**WORK TASK:**
In the listing below, find each line with the string "worker" and report it.

**INPUT MATERIAL:**
============================================================

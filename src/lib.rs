//! Dolphia live-score synchronization core.
//!
//! The interesting part of the app: polling stores that keep live match
//! state fresh, score-delta goal detection with deduplicated notifications,
//! the push subscription lifecycle and the service-worker notification
//! handlers. View rendering and packaging live elsewhere; everything here is
//! host-agnostic and driven through the [`api::LiveApi`],
//! [`notify::Notifier`], [`push::PushPlatform`] and [`worker::WorkerEnv`]
//! seams.

pub mod api;
pub mod config;
pub mod models;
pub mod notify;
pub mod push;
pub mod stores;
pub mod worker;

============================================================

**WRITTEN SOLUTION:**
//! the push subscription lifecycle and the service-worker notification
//! [`notify::Notifier`], [`push::PushPlatform`] and [`worker::WorkerEnv`]
pub mod worker;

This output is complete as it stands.